= Beginning of Section =

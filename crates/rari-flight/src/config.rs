use serde::{Deserialize, Serialize};
use std::path::Path;

use crate::error::FlightError;
use crate::request::RequestOptions;

#[derive(Debug, Clone, Copy, PartialEq, Eq, Serialize, Deserialize, Default)]
#[serde(rename_all = "lowercase")]
pub enum Mode {
    #[default]
    Development,
    Production,
}

impl std::fmt::Display for Mode {
    fn fmt(&self, f: &mut std::fmt::Formatter<'_>) -> std::fmt::Result {
        match self {
            Mode::Development => write!(f, "development"),
            Mode::Production => write!(f, "production"),
        }
    }
}

#[derive(Debug, Clone, PartialEq, Serialize, Deserialize)]
#[serde(default)]
pub struct StreamConfig {
    /// Bytes buffered in a stream before it reports backpressure.
    pub high_water_mark: usize,
}

impl Default for StreamConfig {
    fn default() -> Self {
        Self { high_water_mark: 16 * 1024 }
    }
}

#[derive(Debug, Clone, Default, PartialEq, Serialize, Deserialize)]
#[serde(default)]
pub struct FlightConfig {
    pub identifier_prefix: String,
    pub mode: Mode,
    pub stream: StreamConfig,
}

impl FlightConfig {
    pub fn from_toml_str(content: &str) -> Result<Self, FlightError> {
        let config: Self = toml::from_str(content)?;
        config.validate()?;
        Ok(config)
    }

    pub fn load(path: impl AsRef<Path>) -> Result<Self, FlightError> {
        let path = path.as_ref();
        let content = std::fs::read_to_string(path)
            .map_err(|e| FlightError::config(format!("Failed to read {}: {}", path.display(), e)))?;
        Self::from_toml_str(&content)
    }

    pub fn validate(&self) -> Result<(), FlightError> {
        if self.stream.high_water_mark == 0 {
            return Err(FlightError::config("stream.high_water_mark must be greater than 0"));
        }
        Ok(())
    }

    pub fn is_development(&self) -> bool {
        self.mode == Mode::Development
    }

    pub fn to_request_options(&self) -> RequestOptions {
        RequestOptions::new()
            .with_identifier_prefix(self.identifier_prefix.clone())
            .with_debug(self.is_development())
    }
}

#[cfg(test)]
mod tests {
    use super::*;
    use std::io::Write;

    #[test]
    fn test_defaults() {
        let config = FlightConfig::default();
        assert_eq!(config.mode, Mode::Development);
        assert_eq!(config.stream.high_water_mark, 16 * 1024);
        assert!(config.identifier_prefix.is_empty());
    }

    #[test]
    fn test_from_toml() {
        let config = FlightConfig::from_toml_str(
            r#"
            identifier_prefix = "app"
            mode = "production"

            [stream]
            high_water_mark = 512
            "#,
        )
        .unwrap();
        assert_eq!(config.identifier_prefix, "app");
        assert_eq!(config.mode, Mode::Production);
        assert_eq!(config.stream.high_water_mark, 512);

        let options = config.to_request_options();
        assert_eq!(options.identifier_prefix, "app");
        assert!(!options.debug);
    }

    #[test]
    fn test_partial_toml_keeps_defaults() {
        let config = FlightConfig::from_toml_str("mode = \"development\"").unwrap();
        assert_eq!(config.stream, StreamConfig::default());
        assert!(config.to_request_options().debug);
    }

    #[test]
    fn test_invalid_config() {
        let error = FlightConfig::from_toml_str("[stream]\nhigh_water_mark = 0").unwrap_err();
        assert_eq!(error.code(), "CONFIG_ERROR");
        assert!(FlightConfig::from_toml_str("mode = \"staging\"").is_err());
    }

    #[test]
    fn test_load_from_file() {
        let mut file = tempfile::NamedTempFile::new().unwrap();
        writeln!(file, "identifier_prefix = \"r\"").unwrap();
        let config = FlightConfig::load(file.path()).unwrap();
        assert_eq!(config.identifier_prefix, "r");
        assert!(FlightConfig::load(file.path().with_extension("missing")).is_err());
    }

    #[test]
    fn test_mode_display() {
        assert_eq!(Mode::Production.to_string(), "production");
    }
}
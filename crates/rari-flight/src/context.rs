use dashmap::DashMap;
use std::sync::{Arc, LazyLock};

use crate::model::{Model, ObjectId};

static SERVER_CONTEXTS: LazyLock<DashMap<String, ServerContext>> = LazyLock::new(DashMap::new);

struct ServerContextInner {
    id: ObjectId,
    name: String,
    default_value: Model,
}

/// An ambient value that providers set for a subtree, registered globally by name.
#[derive(Clone)]
pub struct ServerContext(Arc<ServerContextInner>);

impl ServerContext {
    /// Registers a context. A name that is already registered returns the existing context.
    pub fn create(name: &str, default_value: Model) -> Self {
        SERVER_CONTEXTS
            .entry(name.to_string())
            .or_insert_with(|| {
                Self(Arc::new(ServerContextInner {
                    id: ObjectId::next(),
                    name: name.to_string(),
                    default_value,
                }))
            })
            .clone()
    }

    pub fn get(name: &str) -> Option<Self> {
        SERVER_CONTEXTS.get(name).map(|entry| entry.clone())
    }

    pub fn id(&self) -> ObjectId {
        self.0.id
    }

    pub fn name(&self) -> &str {
        &self.0.name
    }

    pub fn default_value(&self) -> &Model {
        &self.0.default_value
    }
}

impl std::fmt::Debug for ServerContext {
    fn fmt(&self, f: &mut std::fmt::Formatter<'_>) -> std::fmt::Result {
        write!(f, "ServerContext({})", self.name())
    }
}

impl From<ServerContext> for Model {
    fn from(context: ServerContext) -> Self {
        Model::Provider(context)
    }
}

struct Frame {
    context: ServerContext,
    value: Model,
    parent: Option<Arc<Frame>>,
}

/// Immutable stack of provided values. Cloning is cheap and snapshots the stack.
#[derive(Clone, Default)]
pub struct ContextSnapshot(Option<Arc<Frame>>);

impl ContextSnapshot {
    pub fn root() -> Self {
        Self(None)
    }

    pub fn push(&self, context: ServerContext, value: Model) -> Self {
        Self(Some(Arc::new(Frame { context, value, parent: self.0.clone() })))
    }

    pub fn pop(&self) -> Self {
        Self(self.0.as_ref().and_then(|frame| frame.parent.clone()))
    }

    /// Innermost provided value, or the context's default.
    pub fn read(&self, context: &ServerContext) -> Model {
        let mut frame = self.0.as_deref();
        while let Some(current) = frame {
            if current.context.id() == context.id() {
                return current.value.clone();
            }
            frame = current.parent.as_deref();
        }
        context.default_value().clone()
    }

    pub fn depth(&self) -> usize {
        let mut depth = 0;
        let mut frame = self.0.as_deref();
        while let Some(current) = frame {
            depth += 1;
            frame = current.parent.as_deref();
        }
        depth
    }
}

/// Builds the root snapshot from `(name, value)` pairs, registering unknown names.
pub fn import_server_contexts(contexts: &[(String, Model)]) -> ContextSnapshot {
    contexts.iter().fold(ContextSnapshot::root(), |snapshot, (name, value)| {
        snapshot.push(ServerContext::create(name, Model::Undefined), value.clone())
    })
}

#[cfg(test)]
mod tests {
    use super::*;

    #[test]
    fn test_read_falls_back_to_default() {
        let theme = ServerContext::create("ctx-test-theme", Model::from("light"));
        let snapshot = ContextSnapshot::root();
        assert!(matches!(snapshot.read(&theme), Model::String(s) if &*s == "light"));
    }

    #[test]
    fn test_push_shadows_and_pop_restores() {
        let theme = ServerContext::create("ctx-test-shadow", Model::from("light"));
        let outer = ContextSnapshot::root().push(theme.clone(), Model::from("dark"));
        let inner = outer.push(theme.clone(), Model::from("blue"));
        assert!(matches!(inner.read(&theme), Model::String(s) if &*s == "blue"));
        assert!(matches!(inner.pop().read(&theme), Model::String(s) if &*s == "dark"));
        assert_eq!(inner.depth(), 2);
        assert_eq!(outer.depth(), 1);
    }

    #[test]
    fn test_create_is_idempotent() {
        let a = ServerContext::create("ctx-test-same", Model::from(1));
        let b = ServerContext::create("ctx-test-same", Model::from(2));
        assert_eq!(a.id(), b.id());
        assert!(ServerContext::get("ctx-test-same").is_some());
    }

    #[test]
    fn test_import_server_contexts() {
        let snapshot = import_server_contexts(&[("ctx-test-locale".to_string(), Model::from("fr"))]);
        let locale = ServerContext::get("ctx-test-locale").unwrap();
        assert!(matches!(snapshot.read(&locale), Model::String(s) if &*s == "fr"));
    }
}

= End of Section =

**DESCRIPTION OF THE TASK:**
What lines of the data contain the string "rari"? List them.

**OUTPUT BELOW:**
filename crates/rari-flight/src/config.rs
filename crates/rari-flight/src/context.rs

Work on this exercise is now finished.